■ **Data records**
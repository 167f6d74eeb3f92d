//! Property-based invariant tests for [`Buffer`] drawing and presentation.
//!
//! 1. `draw_str` never writes outside `[x, max_x)` on its row.
//! 2. Every wide head is followed by its continuation cells.
//! 3. A first present writes every non-continuation cell; a repeat writes none.

use ctab_render::buffer::Buffer;
use ctab_render::presenter::Presenter;
use ctab_render::style::Style;
use proptest::prelude::*;

// ── Helpers ─────────────────────────────────────────────────────────────

fn text_strategy() -> impl Strategy<Value = String> {
    prop::collection::vec(prop::sample::select(vec!['a', 'Z', ' ', 'é', '🎓', '日']), 0..24)
        .prop_map(String::from_iter)
}

fn width_of(c: char) -> u16 {
    if c == '🎓' || c == '日' { 2 } else { 1 }
}

// ═════════════════════════════════════════════════════════════════════════
// 1. Drawing stays inside its span
// ═════════════════════════════════════════════════════════════════════════

proptest! {
    #[test]
    fn draw_str_is_clipped(
        text in text_strategy(),
        width in 1u16..=30,
        height in 1u16..=4,
        x in 0u16..=32,
        max_x in 0u16..=40,
    ) {
        let y = height - 1;
        let mut buf = Buffer::new(width, height);
        let end = buf.draw_str(x, y, &text, Style::new(), max_x);

        let limit = max_x.min(width);
        prop_assert!(end >= x);
        prop_assert!(end == x || end <= limit);

        for cx in 0..width {
            let touched = cx >= x && cx < end;
            let empty = buf.get(cx, y).is_some_and(|c| c.is_empty());
            prop_assert_eq!(empty, !touched, "cell {} (x={}, end={})", cx, x, end);
        }
        for cy in 0..y {
            prop_assert!(buf.row_cells(cy).iter().all(|c| c.is_empty()));
        }
    }
}

// ═════════════════════════════════════════════════════════════════════════
// 2. Wide heads own their continuations
// ═════════════════════════════════════════════════════════════════════════

proptest! {
    #[test]
    fn wide_heads_are_followed_by_continuations(text in text_strategy(), width in 1u16..=30) {
        let mut buf = Buffer::new(width, 1);
        buf.draw_str(0, 0, &text, Style::new(), width);

        let row = buf.row_cells(0);
        let mut x = 0usize;
        while x < row.len() {
            match row[x].as_char() {
                Some(c) => {
                    let w = width_of(c) as usize;
                    for dx in 1..w {
                        prop_assert!(row[x + dx].is_continuation());
                    }
                    x += w;
                }
                None => {
                    prop_assert!(!row[x].is_continuation(), "orphan continuation at {}", x);
                    x += 1;
                }
            }
        }
    }
}

// ═════════════════════════════════════════════════════════════════════════
// 3. Presenter cell accounting
// ═════════════════════════════════════════════════════════════════════════

proptest! {
    #[test]
    fn present_counts_cells(text in text_strategy(), width in 1u16..=30, height in 1u16..=4) {
        let mut buf = Buffer::new(width, height);
        for y in 0..height {
            buf.draw_str(y, y, &text, Style::new(), width);
        }
        let expected = (0..height)
            .flat_map(|y| buf.row_cells(y).iter())
            .filter(|c| !c.is_continuation())
            .count();

        let mut presenter = Presenter::new(Vec::new());
        prop_assert_eq!(presenter.present(&buf).unwrap(), expected);
        prop_assert_eq!(presenter.present(&buf).unwrap(), 0);
    }
}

■ **Task brief**
Write out exactly the lines that fall from the line with "repeat writes none." to the line with "for cy in 0..y" in the records above, keeping both ends.

■ **Output of the exercise**
//! 3. A first present writes every non-continuation cell; a repeat writes none.

use ctab_render::buffer::Buffer;
use ctab_render::presenter::Presenter;
use ctab_render::style::Style;
use proptest::prelude::*;

// ── Helpers ─────────────────────────────────────────────────────────────

fn text_strategy() -> impl Strategy<Value = String> {
    prop::collection::vec(prop::sample::select(vec!['a', 'Z', ' ', 'é', '🎓', '日']), 0..24)
        .prop_map(String::from_iter)
}

fn width_of(c: char) -> u16 {
    if c == '🎓' || c == '日' { 2 } else { 1 }
}

// ═════════════════════════════════════════════════════════════════════════
// 1. Drawing stays inside its span
// ═════════════════════════════════════════════════════════════════════════

proptest! {
    #[test]
    fn draw_str_is_clipped(
        text in text_strategy(),
        width in 1u16..=30,
        height in 1u16..=4,
        x in 0u16..=32,
        max_x in 0u16..=40,
    ) {
        let y = height - 1;
        let mut buf = Buffer::new(width, height);
        let end = buf.draw_str(x, y, &text, Style::new(), max_x);

        let limit = max_x.min(width);
        prop_assert!(end >= x);
        prop_assert!(end == x || end <= limit);

        for cx in 0..width {
            let touched = cx >= x && cx < end;
            let empty = buf.get(cx, y).is_some_and(|c| c.is_empty());
            prop_assert_eq!(empty, !touched, "cell {} (x={}, end={})", cx, x, end);
        }
        for cy in 0..y {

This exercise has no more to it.